Statutory restraints -- Prior restraints and the Internet

Statutory restraints

Some states have statutes that make it a crime to publish the names of rape victims. Journalists who break these laws are theoretically subject to fines and jail sentences.25

However, a Florida statute making it a misdemeanor for the media to identify alleged sexual assault victims violates the federal and Florida constitutions, the Supreme Court of Florida unanimously held in December 1994. The Florida Legislature may not impose automatic liability for publishing lawfully obtained, truthful information about matters of public concern, the court ruled.26

Similarly, an Alabama state judge overturned the conviction and sentence of two television newscasters who were accused of violating a state law that prohibits disclosure of information contained in juvenile records after the station broadcast the identity of a juvenile suspect. The judge said that because the juvenile was previously identified in a public forum, it was not illegal for the station to subsequently broadcast his identity.27 Likewise, the Georgia Supreme Court found a statute prohibiting the news media or other persons from naming or identifying rape victims unconstitutional.28

However, the South Carolina Supreme Court held that a statute that prohibits the publication of rape victims’ names was not unconstitutional on its face.29

Although the U.S. Supreme Court has not held that these statutes are unconstitutional as written, it has ruled that states cannot punish journalists for publishing truthful information they have obtained from public records or official proceedings.30

In another case, the U.S. Supreme Court refused to permit a newspaper to be held liable for publication of the name of a rape victim that was inadvertently released by a police department.31

A 2004 ruling by the Colorado Supreme Court in a sexual assault case against Kobe Bryant has received significant attention.  In People v. Bryant,32 the court upheld a trial court’s order prohibiting media organizations from publishing inadvertently released transcripts from pre-trial hearings that, pursuant to Colorado’s rape shield law, were closed to the public.   Although recognizing the trial courts’ order as a prior restraint, the Colorado Supreme Court concluded that the order, if properly narrowed, was justified.  The court pointed to the state’s rape shield law as reflecting that the state had an interest “of the highest order” in protecting the secrecy of the closed hearing procedure. The court stated that such secrecy was a means of protecting a witness’ privacy, encouraging the reporting of sexual assault, and furthered prosecution and deterrence of sexual assaults.

 

Prior restraints and the Internet

Prior restraints on the publication of Internet content are subject to the same constitutional limitations as restraints on speech in other forums. Court orders that prohibit the publication of content are more likely to be upheld if they occur after a final court adjudication that the communication consists of non-protected speech.  For example, in Evans v.  Evans, the California Court of Appeals struck down a preliminary injunction prohibiting the defendant from posting allegedly private, false and defamatory comments on a website.  Relying on state supreme court precedent, the court stated that a narrowly drawn prohibition on publishing false and defamatory comments could be permissible only after a final determination on the merits that the speech at issue was defamatory.33

The Kentucky Supreme Court reached a similar decision in Hill v. Petrotech Resources Corporation. After the defendant made allegedly defamatory statements about the plaintiff in a variety of forums, including on the Internet, the trial court granted a temporary injunction prohibiting the defendant from making further defamatory comments. The state supreme court vacated the injunction as an impermissible prior restraint on speech. The court went on to state, however, that a narrowly tailored prohibition on making further defamatory statements could be permissible if it were issued after a final court determination that the statements at issue were, in fact, defamatory.34


Notes:

25. Fla. Stat. Ann. § 794.03 (1998); Ga. Code Ann. § 16-6-23 (1998).

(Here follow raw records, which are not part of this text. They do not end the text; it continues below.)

#[cfg(test)]
mod tests {
    use super::*;
    use serde_json::json;
    use wiremock::matchers::{body_json, header_exists, method, path};
    use wiremock::{Mock, MockServer, ResponseTemplate};

    fn transport(server: &MockServer) -> HttpTransport {
        HttpTransport::new(&server.uri(), "admin", "secret", Verbosity::Normal)
            .expect("client")
            .with_retry_delay(Duration::from_millis(1))
    }

    #[tokio::test]
    async fn test_lookup_by_id_found() {
        let server = MockServer::start().await;
        Mock::given(method("GET"))
            .and(path("/company/5.json"))
            .and(header_exists("authorization"))
            .respond_with(
                ResponseTemplate::new(200).set_body_json(json!({ "id": 5, "name": "Acme" })),
            )
            .mount(&server)
            .await;

        let lookup = transport(&server)
            .lookup(ResourceKind::Company, &IdentityKey::new("id", 5))
            .await
            .expect("lookup");

        let record = lookup.into_record().expect("found");
        assert_eq!(record.get("name"), Some(&json!("Acme")));
    }

    #[tokio::test]
    async fn test_lookup_404_is_not_found() {
        let server = MockServer::start().await;
        Mock::given(method("GET"))
            .and(path("/app/9.json"))
            .respond_with(ResponseTemplate::new(404))
            .mount(&server)
            .await;

        let lookup = transport(&server)
            .lookup(ResourceKind::Application, &IdentityKey::new("id", 9))
            .await
            .expect("lookup");
        assert_eq!(lookup, Lookup::NotFound);
    }

    #[tokio::test]
    async fn test_lookup_by_name_filters_collection() {
        let server = MockServer::start().await;
        Mock::given(method("GET"))
            .and(path("/users.json"))
            .respond_with(ResponseTemplate::new(200).set_body_json(json!([
                { "id": 1, "login": "admin" },
                { "id": 2, "login": "jdoe" }
            ])))
            .mount(&server)
            .await;

        let transport = transport(&server);
        let found = transport
            .lookup(ResourceKind::User, &IdentityKey::new("login", "jdoe"))
            .await
            .expect("lookup")
            .into_record()
            .expect("found");
        assert_eq!(found.get("id"), Some(&json!(2)));

        let missing = transport
            .lookup(ResourceKind::User, &IdentityKey::new("login", "nobody"))
            .await
            .expect("lookup");
        assert_eq!(missing, Lookup::NotFound);
    }

    #[tokio::test]
    async fn test_server_error_surfaces_body_verbatim() {
        let server = MockServer::start().await;
        Mock::given(method("GET"))
            .and(path("/topic/1.json"))
            .respond_with(ResponseTemplate::new(500).set_body_string("SQLSTATE[HY000] gone away"))
            .mount(&server)
            .await;

        let err = transport(&server)
            .lookup(ResourceKind::Topic, &IdentityKey::new("id", 1))
            .await
            .expect_err("should fail");
        assert!(err.to_string().contains("SQLSTATE[HY000] gone away"));
        assert_eq!(err.return_code(), Some(500));
    }

    #[tokio::test]
    async fn test_unauthorized_maps_to_authentication_failure() {
        let server = MockServer::start().await;
        Mock::given(method("GET"))
            .and(path("/jobs.json"))
            .respond_with(ResponseTemplate::new(401))
            .mount(&server)
            .await;

        let err = transport(&server)
            .list(ResourceKind::Job)
            .await
            .expect_err("should fail");
        assert!(matches!(
            err,
            MultiflexiError::Backend(BackendError::AuthenticationFailed { .. })
        ));
    }

    #[tokio::test]
    async fn test_rate_limited_reads_are_retried() {
        let server = MockServer::start().await;
        Mock::given(method("GET"))
            .and(path("/topics.json"))
            .respond_with(ResponseTemplate::new(429).insert_header("retry-after", "0"))
            .up_to_n_times(1)
            .mount(&server)
            .await;
        Mock::given(method("GET"))
            .and(path("/topics.json"))
            .respond_with(ResponseTemplate::new(200).set_body_json(json!([{ "id": 1 }])))
            .mount(&server)
            .await;

        let records = transport(&server)
            .list(ResourceKind::Topic)
            .await
            .expect("list");
        assert_eq!(records.len(), 1);
    }

    #[tokio::test]
    async fn test_retry_waits_for_retry_after() {
        let server = MockServer::start().await;
        Mock::given(method("GET"))
            .and(path("/apps.json"))
            .respond_with(ResponseTemplate::new(429).insert_header("retry-after", "1"))
            .up_to_n_times(1)
            .mount(&server)
            .await;
        Mock::given(method("GET"))
            .and(path("/apps.json"))
            .respond_with(ResponseTemplate::new(200).set_body_json(json!([])))
            .mount(&server)
            .await;

        let started = std::time::Instant::now();
        transport(&server)
            .list(ResourceKind::Application)
            .await
            .expect("list");
        assert!(started.elapsed() >= Duration::from_secs(1));
    }

    #[tokio::test]
    async fn test_trace_verbosity_logs_request_body() {
        let server = MockServer::start().await;
        Mock::given(method("POST"))
            .and(path("/topic/2.json"))
            .and(body_json(json!({ "name": "Payroll" })))
            .respond_with(ResponseTemplate::new(200).set_body_json(json!({ "id": 2 })))
            .expect(1)
            .mount(&server)
            .await;

        let transport = HttpTransport::new(&server.uri(), "admin", "secret", Verbosity::Trace)
            .expect("client");
        let mut fields = Record::new();
        fields.insert(String::from("name"), json!("Payroll"));
        let response = transport
            .mutate(&MutationRequest::update(ResourceKind::Topic, json!(2), fields))
            .await
            .expect("update");
        assert_eq!(response, json!({ "id": 2 }));
    }

    #[tokio::test]
    async fn test_create_posts_fields() {
        let server = MockServer::start().await;
        Mock::given(method("POST"))
            .and(path("/company/"))
            .and(body_json(json!({ "name": "Acme", "code": "ACME" })))
            .respond_with(ResponseTemplate::new(201).set_body_json(json!({ "id": 7 })))
            .expect(1)
            .mount(&server)
            .await;

        let mut fields = Record::new();
        fields.insert(String::from("name"), json!("Acme"));
        fields.insert(String::from("code"), json!("ACME"));

        let response = transport(&server)
            .mutate(&MutationRequest::create(ResourceKind::Company, fields))
            .await
            .expect("create");
        assert_eq!(response, json!({ "id": 7 }));
    }

    #[tokio::test]
    async fn test_writes_are_not_retried() {
        let server = MockServer::start().await;
        Mock::given(method("POST"))
            .and(path("/user/3.json"))
            .respond_with(ResponseTemplate::new(429))
            .expect(1)
            .mount(&server)
            .await;

        let mut fields = Record::new();
        fields.insert(String::from("email"), json!("x@y.z"));
        let result = transport(&server)
            .mutate(&MutationRequest::update(ResourceKind::User, json!(3), fields))
            .await;
        assert!(result.is_err());
    }

    #[tokio::test]
    async fn test_remove_issues_delete() {
        let server = MockServer::start().await;
        Mock::given(method("DELETE"))
            .and(path("/company/4.json"))
            .respond_with(ResponseTemplate::new(204))
            .expect(1)
            .mount(&server)
            .await;

        let response = transport(&server)
            .mutate(&MutationRequest::remove(ResourceKind::Company, json!(4)))
            .await
            .expect("remove");
        assert_eq!(response, Value::Null);
    }

    #[tokio::test]
    async fn test_invoke_is_unsupported() {
        let server = MockServer::start().await;
        let err = transport(&server)
            .invoke(&Invocation::new(["queue", "truncate"]))
            .await
            .expect_err("unsupported");
        assert!(err.to_string().contains("not supported by the http transport"));
    }
}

26. Florida v. Globe Communications Corp., 648 So.2d 110 (Fla. 1994).

27. Alabama v. Ozbirn, CC-93-143 (Dist. Ct. Franklin Cty., Ala., dismissed, Feb. 3, 1994). But see Ga. Code Ann. 15-11-60(g)(1) (1998) (stating that the name or picture of any child under the jurisdiction of the juvenile court for the first time shall not be made public by any news media upon penalty of contempt of court).

28. Dye v. Wallace, 553 S.E.2d 561 (Ga. 2001).

29. Dorman v. Aiken Communications, 398 S.E.2d 687 (S.C. 1990).

30. Cox Broadcasting v. Cohn, 420 U.S. 469 (1975).

31. Florida Star v. B.J.F., 491 U.S. 524 (1989).

32. People v. Bryant, 94 P.3d 624 (Col. 2004)

33. Evans v. Evans, 76 Cal. Rptr. 3d 859 (2008). The court also stated that a prior restraint on publishing private information required a demonstration of compelling or “extraordinary” circumstances.

34. Hill v. Petrotech Resources Corp., __ S.W.3d ___, 2010 WL 4146616 (Ky. 2010)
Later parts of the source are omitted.